Indeed, when Emanuel tried spectra from multiple common light sources—fluorescent lights, LED lights, mercury lamps, xenon (in car headlights), sunlight, sunset—he saw that they produced very similar melanopsin activity. The cyan and violet within all of these spectra dominated the ipRGCs’ responses.

With most spectra of light, the cell will keep signaling the brain long after the light source is gone. But there’s one hue with a different effect: amber. Amber light activates the cells while it’s on, but when it’s off, the cell’s activity goes off too. What’s more, an ipRGC that is activated by sunlight—and would ordinarily remain activated for many minutes of subsequent darkness—can be silenced by giving a pulse of amber light.

Ever since melanopsin’s discovery, people had speculated it was a simple off/on switch. But this couldn’t account for all its capabilities. “Melanopsin functions with much greater flexibility than we had anticipated,” says Do. “This degree of flexibility from a single molecule is impressive.”

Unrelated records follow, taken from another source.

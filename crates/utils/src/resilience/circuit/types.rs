//! Core types and enums for circuit breaker functionality.

use std::fmt;
use std::time::{Duration, SystemTime};

/// Circuit breaker states
#[derive(Debug, Clone, Copy, PartialEq, Eq, Hash)]
pub enum CircuitState {
    /// Circuit is closed - requests pass through normally
    Closed,
    /// Circuit is open - requests fail immediately
    Open,
    /// Circuit is half-open - requests probe whether the operation recovered
    HalfOpen,
}

impl CircuitState {
    pub const fn as_str(&self) -> &'static str {
        match self {
            CircuitState::Closed => "CLOSED",
            CircuitState::Open => "OPEN",
            CircuitState::HalfOpen => "HALF_OPEN",
        }
    }
}

impl fmt::Display for CircuitState {
    fn fmt(&self, f: &mut fmt::Formatter<'_>) -> fmt::Result {
        f.write_str(self.as_str())
    }
}

/// Statistics about circuit breaker state
#[derive(Debug, Clone)]
pub struct CircuitBreakerStats {
    pub state: CircuitState,
    /// Failures counted toward opening in the current window
    pub failures: u32,
    /// Successes counted in the current state
    pub successes: u32,
    /// Every call made through the breaker, rejected ones included
    pub requests: u64,
    /// Calls rejected without running because the circuit was open
    pub rejected: u64,
    pub total_successes: u64,
    pub total_failures: u64,
    pub last_failure_time: Option<SystemTime>,
    pub last_success_time: Option<SystemTime>,
    /// Ratio of successful to executed calls, 1.0 before any call ran
    pub success_rate: f64,
}

/// Error returned by a call made through a circuit breaker
#[derive(Debug, thiserror::Error)]
pub enum CircuitError<E> {
    /// The circuit is open and the operation was not invoked
    #[error("circuit breaker is open, retry after {retry_after:?}")]
    Open { retry_after: Duration },

    /// The caller-supplied deadline elapsed before the operation finished
    #[error("operation timed out after {after:?}")]
    Timeout { after: Duration },

    /// The caller cancelled the operation
    #[error("operation cancelled")]
    Cancelled,

    /// The operation panicked
    #[error("operation panicked: {message}")]
    Panicked { message: String },

    /// The operation itself failed
    #[error(transparent)]
    Inner(E),
}

impl<E> CircuitError<E> {
    /// True when the call was rejected by an open circuit
    pub fn is_open(&self) -> bool {
        matches!(self, CircuitError::Open { .. })
    }

    /// Return the operation's own error, if that is what failed
    pub fn into_inner(self) -> Option<E> {
        match self {
            CircuitError::Inner(e) => Some(e),
            _ => None,
        }
    }
}
//! Core cache types and structures

use crate::checksum::ChecksumCodec;
use crate::clock::SharedClock;
use crate::config::CacheConfig;
use crate::errors::Result;
use crate::monitoring::{MemoryPressureDetector, MemorySampler};
use crate::storage::{Compressor, PartitionedStorage, SharedBackend};
use crate::workers::WorkerPool;
use parking_lot::RwLock;
use std::sync::atomic::AtomicBool;
use std::sync::Arc;
use std::time::Duration;
use tokio::sync::broadcast;
use tokio::task::JoinHandle;
use warden_utils::{CancellationToken, CircuitBreaker};

use super::events::OperationEvent;
use super::internal::{Counters, KeyLocks, MemoryTier};

/// Resilient cache handle. Clones share the same cache.
#[derive(Clone)]
pub struct Cache {
    pub(crate) inner: Arc<CacheInner>,
}

pub(crate) struct CacheInner {
    pub name: String,
    pub config: CacheConfig,
    pub clock: SharedClock,
    /// Store every entry is persisted to; partitioned when enabled
    pub backend: SharedBackend,
    pub partitions: Option<Arc<PartitionedStorage>>,
    /// Guards every backend call; `None` when the breaker is disabled
    pub breaker: Option<CircuitBreaker>,
    pub codec: Option<ChecksumCodec>,
    pub compressor: Option<Compressor>,
    pub memory: MemoryTier,
    /// Held by every write, delete and maintenance step of a key
    pub key_locks: KeyLocks,
    pub counters: Counters,
    pub events: broadcast::Sender<OperationEvent>,
    pub sampler: Option<Arc<dyn MemorySampler>>,
    pub detector: RwLock<Option<MemoryPressureDetector>>,
    pub workers: RwLock<Option<WorkerPool>>,
    /// Background cleanup task handle
    pub cleanup_handle: RwLock<Option<JoinHandle<()>>>,
    pub shut_down: AtomicBool,
}

impl CacheInner {
    pub fn default_ttl_ms(&self) -> u64 {
        self.config.ttl.as_millis() as u64
    }
}

impl Drop for CacheInner {
    fn drop(&mut self) {
        if let Some(handle) = self.cleanup_handle.get_mut().take() {
            handle.abort();
        }
        if let Some(detector) = self.detector.get_mut().take() {
            detector.stop_monitoring();
        }
    }
}

impl std::fmt::Debug for Cache {
    fn fmt(&self, f: &mut std::fmt::Formatter<'_>) -> std::fmt::Result {
        f.debug_struct("Cache")
            .field("name", &self.inner.name)
            .field("backend", &self.inner.backend.name())
            .field("memory_entries", &self.inner.memory.len())
            .finish()
    }
}

/// Per-call deadline and cancellation.
///
/// Deadline expiry and cancellation abort the storage call and count as a
/// circuit breaker failure. Without a deadline the configured
/// `operation_timeout` applies.
#[derive(Debug, Clone, Default)]
pub struct CallContext {
    pub deadline: Option<Duration>,
    pub cancel: Option<CancellationToken>,
}

impl CallContext {
    pub fn new() -> Self {
        Self::default()
    }

    pub fn with_deadline(mut self, deadline: Duration) -> Self {
        self.deadline = Some(deadline);
        self
    }

    pub fn with_cancel(mut self, token: CancellationToken) -> Self {
        self.cancel = Some(token);
        self
    }
}

/// Options of a single write
#[derive(Debug, Clone, Default, PartialEq, Eq)]
pub struct SetOptions {
    /// Overrides the cache-wide TTL
    pub ttl: Option<Duration>,
    /// Digest of the logical input, from [`Cache::hash_input`]
    pub input_hash: Option<String>,
}

impl SetOptions {
    pub fn ttl(ttl: Duration) -> Self {
        Self {
            ttl: Some(ttl),
            input_hash: None,
        }
    }

    pub fn with_input_hash(mut self, hash: impl Into<String>) -> Self {
        self.input_hash = Some(hash.into());
        self
    }
}

/// Per-item outcome of a batch operation
#[derive(Debug)]
pub struct BatchResult<T> {
    pub key: String,
    pub result: Result<T>,
}

impl<T> BatchResult<T> {
    pub fn is_ok(&self) -> bool {
        self.result.is_ok()
    }
}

So maybe I was on to something, typing my graduate school papers on an amber screen. Using amber lights at night could control ipRGCs’ tendency to keep signaling the brain afterward, throwing off people’s circadian clock and causing insomnia. “In a way, amber is an innocuous source of lighting,” says Do.

The beauty of blue

On the flip side, he says, we now have solid evidence for using blue lighting for therapeutic applications—where you want the light response to be sustained. It’s been known that blue light boxes work better than white ones, but it hasn’t been fully known why.

The research findings could help provide proper specs for light therapy for shift workers and people with seasonal affective disorder, as well as efforts to mitigate dysfunctional sleep/wake cycles, which have been linked to cancer, obesity, mental illness and other disorders.

“We can use this new information to design environments more deliberately,” says Do.